(Extracted records)
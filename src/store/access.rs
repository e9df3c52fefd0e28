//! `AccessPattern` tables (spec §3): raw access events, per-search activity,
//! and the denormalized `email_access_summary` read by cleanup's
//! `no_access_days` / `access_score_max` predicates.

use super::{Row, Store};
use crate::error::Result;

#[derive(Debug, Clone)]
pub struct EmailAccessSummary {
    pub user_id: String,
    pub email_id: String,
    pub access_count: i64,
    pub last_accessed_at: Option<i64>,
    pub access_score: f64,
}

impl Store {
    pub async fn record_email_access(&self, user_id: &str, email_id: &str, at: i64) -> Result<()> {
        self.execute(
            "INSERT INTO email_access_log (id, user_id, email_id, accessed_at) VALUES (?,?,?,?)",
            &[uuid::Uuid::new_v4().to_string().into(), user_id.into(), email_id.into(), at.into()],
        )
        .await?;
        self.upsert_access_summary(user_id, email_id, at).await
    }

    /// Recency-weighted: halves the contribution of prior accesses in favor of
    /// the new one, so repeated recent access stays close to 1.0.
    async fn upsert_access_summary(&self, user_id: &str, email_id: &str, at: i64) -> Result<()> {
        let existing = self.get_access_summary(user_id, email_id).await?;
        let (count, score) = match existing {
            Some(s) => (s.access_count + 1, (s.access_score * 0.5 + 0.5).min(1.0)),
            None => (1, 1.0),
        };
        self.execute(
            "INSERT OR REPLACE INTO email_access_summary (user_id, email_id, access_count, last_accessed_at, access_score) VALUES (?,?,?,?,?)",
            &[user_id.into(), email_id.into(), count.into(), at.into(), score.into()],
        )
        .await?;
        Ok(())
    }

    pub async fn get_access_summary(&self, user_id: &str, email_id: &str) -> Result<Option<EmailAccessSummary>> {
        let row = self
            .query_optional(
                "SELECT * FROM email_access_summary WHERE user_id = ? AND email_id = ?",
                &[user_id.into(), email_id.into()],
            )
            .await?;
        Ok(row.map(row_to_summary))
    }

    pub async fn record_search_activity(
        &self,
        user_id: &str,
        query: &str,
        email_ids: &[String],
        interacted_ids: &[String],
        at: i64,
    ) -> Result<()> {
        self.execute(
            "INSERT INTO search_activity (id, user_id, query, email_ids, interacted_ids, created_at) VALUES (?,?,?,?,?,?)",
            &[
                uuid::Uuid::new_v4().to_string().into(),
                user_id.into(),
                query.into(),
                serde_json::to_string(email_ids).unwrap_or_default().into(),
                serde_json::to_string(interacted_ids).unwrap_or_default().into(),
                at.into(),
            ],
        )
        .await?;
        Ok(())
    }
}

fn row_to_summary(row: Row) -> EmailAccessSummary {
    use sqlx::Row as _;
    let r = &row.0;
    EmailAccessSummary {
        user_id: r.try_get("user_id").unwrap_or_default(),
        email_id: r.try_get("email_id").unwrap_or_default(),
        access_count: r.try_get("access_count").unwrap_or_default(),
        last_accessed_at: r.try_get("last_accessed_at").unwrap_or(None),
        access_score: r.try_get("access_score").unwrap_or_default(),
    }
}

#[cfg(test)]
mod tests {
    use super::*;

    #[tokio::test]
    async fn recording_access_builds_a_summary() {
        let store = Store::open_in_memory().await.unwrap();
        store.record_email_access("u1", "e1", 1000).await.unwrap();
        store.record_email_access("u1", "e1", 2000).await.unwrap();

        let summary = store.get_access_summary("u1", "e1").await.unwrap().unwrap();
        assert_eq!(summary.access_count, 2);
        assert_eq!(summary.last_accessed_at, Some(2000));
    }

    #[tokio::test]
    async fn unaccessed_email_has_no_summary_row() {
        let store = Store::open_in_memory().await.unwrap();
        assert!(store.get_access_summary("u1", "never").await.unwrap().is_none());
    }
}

▶ EXERCISE BRIEF: The records above should be repeated word for word.

▶ TASK ANSWER:
filename src/store/access.rs
repository e9df3c52fefd0e28
//! `AccessPattern` tables (spec §3): raw access events, per-search activity,
//! and the denormalized `email_access_summary` read by cleanup's
//! `no_access_days` / `access_score_max` predicates.

use super::{Row, Store};
use crate::error::Result;

#[derive(Debug, Clone)]
pub struct EmailAccessSummary {
    pub user_id: String,
    pub email_id: String,
    pub access_count: i64,
    pub last_accessed_at: Option<i64>,
    pub access_score: f64,
}

impl Store {
    pub async fn record_email_access(&self, user_id: &str, email_id: &str, at: i64) -> Result<()> {
        self.execute(
            "INSERT INTO email_access_log (id, user_id, email_id, accessed_at) VALUES (?,?,?,?)",
            &[uuid::Uuid::new_v4().to_string().into(), user_id.into(), email_id.into(), at.into()],
        )
        .await?;
        self.upsert_access_summary(user_id, email_id, at).await
    }

    /// Recency-weighted: halves the contribution of prior accesses in favor of
    /// the new one, so repeated recent access stays close to 1.0.
    async fn upsert_access_summary(&self, user_id: &str, email_id: &str, at: i64) -> Result<()> {
        let existing = self.get_access_summary(user_id, email_id).await?;
        let (count, score) = match existing {
            Some(s) => (s.access_count + 1, (s.access_score * 0.5 + 0.5).min(1.0)),
            None => (1, 1.0),
        };
        self.execute(
            "INSERT OR REPLACE INTO email_access_summary (user_id, email_id, access_count, last_accessed_at, access_score) VALUES (?,?,?,?,?)",
            &[user_id.into(), email_id.into(), count.into(), at.into(), score.into()],
        )
        .await?;
        Ok(())
    }

    pub async fn get_access_summary(&self, user_id: &str, email_id: &str) -> Result<Option<EmailAccessSummary>> {
        let row = self
            .query_optional(
                "SELECT * FROM email_access_summary WHERE user_id = ? AND email_id = ?",
                &[user_id.into(), email_id.into()],
            )
            .await?;
        Ok(row.map(row_to_summary))
    }

    pub async fn record_search_activity(
        &self,
        user_id: &str,
        query: &str,
        email_ids: &[String],
        interacted_ids: &[String],
        at: i64,
    ) -> Result<()> {
        self.execute(
            "INSERT INTO search_activity (id, user_id, query, email_ids, interacted_ids, created_at) VALUES (?,?,?,?,?,?)",
            &[
                uuid::Uuid::new_v4().to_string().into(),
                user_id.into(),
                query.into(),
                serde_json::to_string(email_ids).unwrap_or_default().into(),
                serde_json::to_string(interacted_ids).unwrap_or_default().into(),
                at.into(),
            ],
        )
        .await?;
        Ok(())
    }
}

fn row_to_summary(row: Row) -> EmailAccessSummary {
    use sqlx::Row as _;
    let r = &row.0;
    EmailAccessSummary {
        user_id: r.try_get("user_id").unwrap_or_default(),
        email_id: r.try_get("email_id").unwrap_or_default(),
        access_count: r.try_get("access_count").unwrap_or_default(),
        last_accessed_at: r.try_get("last_accessed_at").unwrap_or(None),
        access_score: r.try_get("access_score").unwrap_or_default(),
    }
}

#[cfg(test)]
mod tests {
    use super::*;

    #[tokio::test]
    async fn recording_access_builds_a_summary() {
        let store = Store::open_in_memory().await.unwrap();
        store.record_email_access("u1", "e1", 1000).await.unwrap();
        store.record_email_access("u1", "e1", 2000).await.unwrap();

        let summary = store.get_access_summary("u1", "e1").await.unwrap().unwrap();
        assert_eq!(summary.access_count, 2);
        assert_eq!(summary.last_accessed_at, Some(2000));
    }

    #[tokio::test]
    async fn unaccessed_email_has_no_summary_row() {
        let store = Store::open_in_memory().await.unwrap();
        assert!(store.get_access_summary("u1", "never").await.unwrap().is_none());
    }
}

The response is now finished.